Mandating Student Presence, Erasing Learning
Introduction
Education is meant to cultivate critical thinking, curiosity, and intellectual autonomy. Yet, in many educational systems across India and the world, attendance policies equating physical presence with learning have gained prominence. The recent Delhi High Court ruling that barred law colleges from withholding examinations purely on the basis of attendance shortfall has ignited a wider debate on whether compulsory attendance in higher education truly enhances learning or merely enforces compliance.
The Core Issue: Compliance Over Engagement
At the heart of the debate is a misconceived link between attendance and learning. Compulsory attendance treats students as passive participants whose mere presence is presumed to guarantee academic seriousness.
However, this logic is flawed for several reasons:
- Physical presence ≠ intellectual engagement: A student can be physically present yet mentally disengaged; attendance cannot capture attention, understanding, or analytical thought.
- Incentivising obedience over curiosity: Mandated attendance institutionalises surveillance rather than fostering intrinsic motivation—a shift from learning as an active pursuit to learning as ritual compliance.
- Undermines adult autonomy: Particularly in higher education, adults capable of making complex decisions about time and priorities are treated as wards needing supervision, which is philosophically and pedagogically counterproductive.
Judicial Intervention as a Catalyst for Rethinking Attendance
The Delhi High Court’s decision (2025) that prevented law colleges from withholding examinations purely on attendance grounds is a significant precedent. By directing the Bar Council of India to review attendance norms, the court underscored that learning is not a mechanical function of presence but a human process involving dialogue, thought, and inquiry. This judgment also aligns with the broader educational philosophy of trust and autonomy, encouraging institutions to prioritise pedagogical quality over administrative control.
Recent Policy Examples: Attendance Rules Under Scrutiny
The controversy over attendance requirements is not isolated to law colleges; policy shifts across India reflect wider tensions:
- CBSE’s 75% attendance rule for Class X and XII board exams demonstrates the insistence on physical presence in school education, often regardless of learning outcomes or student circumstances. Many students and parents feel this rule is rigid and sometimes counterintuitive, especially when quality of teaching is uneven.
- University protests: Student groups in Delhi University openly protested against mandatory attendance policies, arguing that exam eligibility should be tied to learning and performance rather than mere presence.

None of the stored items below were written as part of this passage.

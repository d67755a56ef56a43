//! # Lease Engine
//!
//! An in-process engine that runs asynchronous units of work under time-bounded leases.
//!
//! ## Features
//!
//! - **Leases and heartbeats**: every running attempt refreshes its lease while its work is
//!   in flight
//! - **Automatic resubmission**: an attempt that stays silent past its lease is replaced by a
//!   fresh attempt for the same task
//! - **Bounded concurrency**: at most `max_workers` units of work execute at once; the rest
//!   wait in FIFO order
//! - **Reaping**: finished tasks and their attempts are removed on the next monitor pass
//!
//! Execution is at-least-once. A stalled attempt is never interrupted, so a task may run
//! more than once concurrently after resubmission. State lives only for the life of the
//! process.
//!
//! ## Architecture
//!
//! ```text
//! ┌─────────────────────────────────────────────────────────────┐
//! │                          Engine                              │
//! │  (submit, status, set_status, shutdown)                      │
//! └─────────────────────────────────────────────────────────────┘
//!          │                    │                      ▲
//!          ▼                    ▼                      │ scans
//! ┌──────────────────┐  ┌──────────────────┐  ┌────────┴─────────┐
//! │   TaskRegistry   │  │  AttemptRegistry │  │   LeaseMonitor   │
//! │ (status, result) │  │ (last heartbeat) │  │ (resubmit, reap) │
//! └──────────────────┘  └──────────────────┘  └──────────────────┘
//!          ▲                    ▲
//!          │                    │ refreshes
//! ┌─────────────────────────────────────────────────────────────┐
//! │          WorkerPool  +  one HeartbeatSender per attempt      │
//! └─────────────────────────────────────────────────────────────┘
//! ```
//!
//! ## Example
//!
//! ```ignore
//! use leasekeep_engine::prelude::*;
//! use serde_json::json;
//!
//! let engine = Engine::new(EngineConfig::default())?;
//!
//! let add = Work::new(|ctx: WorkContext| async move {
//!     tokio::time::sleep(std::time::Duration::from_secs(2)).await;
//!     Ok::<_, WorkError>(json!(ctx.arg::<i64>("x")? + ctx.arg::<i64>("y")?))
//! });
//!
//! let mut args = Arguments::new();
//! args.insert("x".into(), json!(2));
//! args.insert("y".into(), json!(3));
//! engine.submit(add, "req-1", args)?;
//!
//! // later
//! let view = engine.status("req-1")?;
//! assert_eq!(view.result, Some(json!(5)));
//! ```

pub mod config;
pub mod engine;
pub mod monitor;
pub mod registry;
pub mod work;
pub mod worker;

/// Prelude for common imports
pub mod prelude {
    pub use crate::config::{ConfigError, EngineConfig};
    pub use crate::engine::{AttemptView, Engine, EngineError, TaskView};
    pub use crate::monitor::{Resubmission, ScanReport};
    pub use crate::registry::{RegistryError, TaskStatus};
    pub use crate::work::{Arguments, Work, WorkContext, WorkError, WorkErrorKind, WorkResult};
}

// Re-export key types at crate root
pub use config::{ConfigError, EngineConfig};
pub use engine::{AttemptView, Engine, EngineError, TaskView};
pub use monitor::{Resubmission, ScanReport};
pub use registry::{Attempt, AttemptRegistry, RegistryError, Task, TaskRegistry, TaskStatus};
pub use work::{Arguments, Work, WorkContext, WorkError, WorkErrorKind, WorkResult};
pub use worker::{HeartbeatExit, HeartbeatSender, HeartbeatSession, PoolError, WorkerPool};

- IIT Kharagpur’s attendance policy review: Recognising stress and mental well-being concerns, IIT Kharagpur has chosen not to deregister students solely for low attendance, shifting focus to active assessments and innovative evaluation methods.
- Policy reversals: IIT (ISM) Dhanbad ended its 75% mandatory attendance requirement, allowing students to appear in exams irrespective of attendance. This move was driven by the belief that time outside class—in clubs, research, and self-directed activities—can be equally valuable for learning.
- State-level shifts: Bihar scrapped the 75% attendance criterion for students to receive financial benefits, reflecting a move away from rigid compliance norms toward more inclusive educational support.
Why Mandating Presence Can Be Detrimental?
1. Reduces Education to Tick-Box Exercise
Attendance requirements frequently result in ritual attendance without engagement. Students attend classes just to meet quotas, not to engage meaningfully. This reinforces surface learning—memorisation and passive note-taking—over deep comprehension and analytical thought.
2. Penalises Genuine Learning Elsewhere
Mandatory attendance often ignores informal and experiential learning—seminars, internships, self-study, workshops, and competitive exam preparation—that may be more relevant to a student’s academic and professional growth.
3. Heightens Stress and Mental Health Concerns
Rigid attendance rules can exacerbate anxiety and exclude students dealing with personal, financial, or health challenges, impacting overall well-being rather than uplifting educational outcomes.
4. Encourages Malpractice
When attendance is linked to financial grants or exam eligibility, institutions and students might resort to unethical practices—such as inflating attendance records—to meet targets. This is evident in recent opposition to attendance-linked grants in Gujarat where schools warned such policies might encourage malpractice.
Towards a More Meaningful Learning Paradigm
A reformed attendance policy should:
- Emphasise learning outcomes over physical presence;
- Integrate active learning tools like project-based assessments, seminars, flipped classrooms, and peer evaluations;
- Encourage student autonomy, allowing tailored learning pathways that recognise diverse circumstances and learning styles;
- Promote trust-based pedagogy, where engagement and curiosity, not surveillance make drive participation.
Conclusion
Mandating student presence as a proxy for learning is an outdated paradigm that conflates discipline with intellectual engagement. Recent judicial pronouncements and institutional policy shifts highlight a growing recognition that learning cannot be legislated—it must be cultivated. True education empowers students as autonomous thinkers, nurtures curiosity, and values engagement over attendance. In recalibrating policies, stakeholders in Indian education must ask not whether students are present, but whether they are truly learning.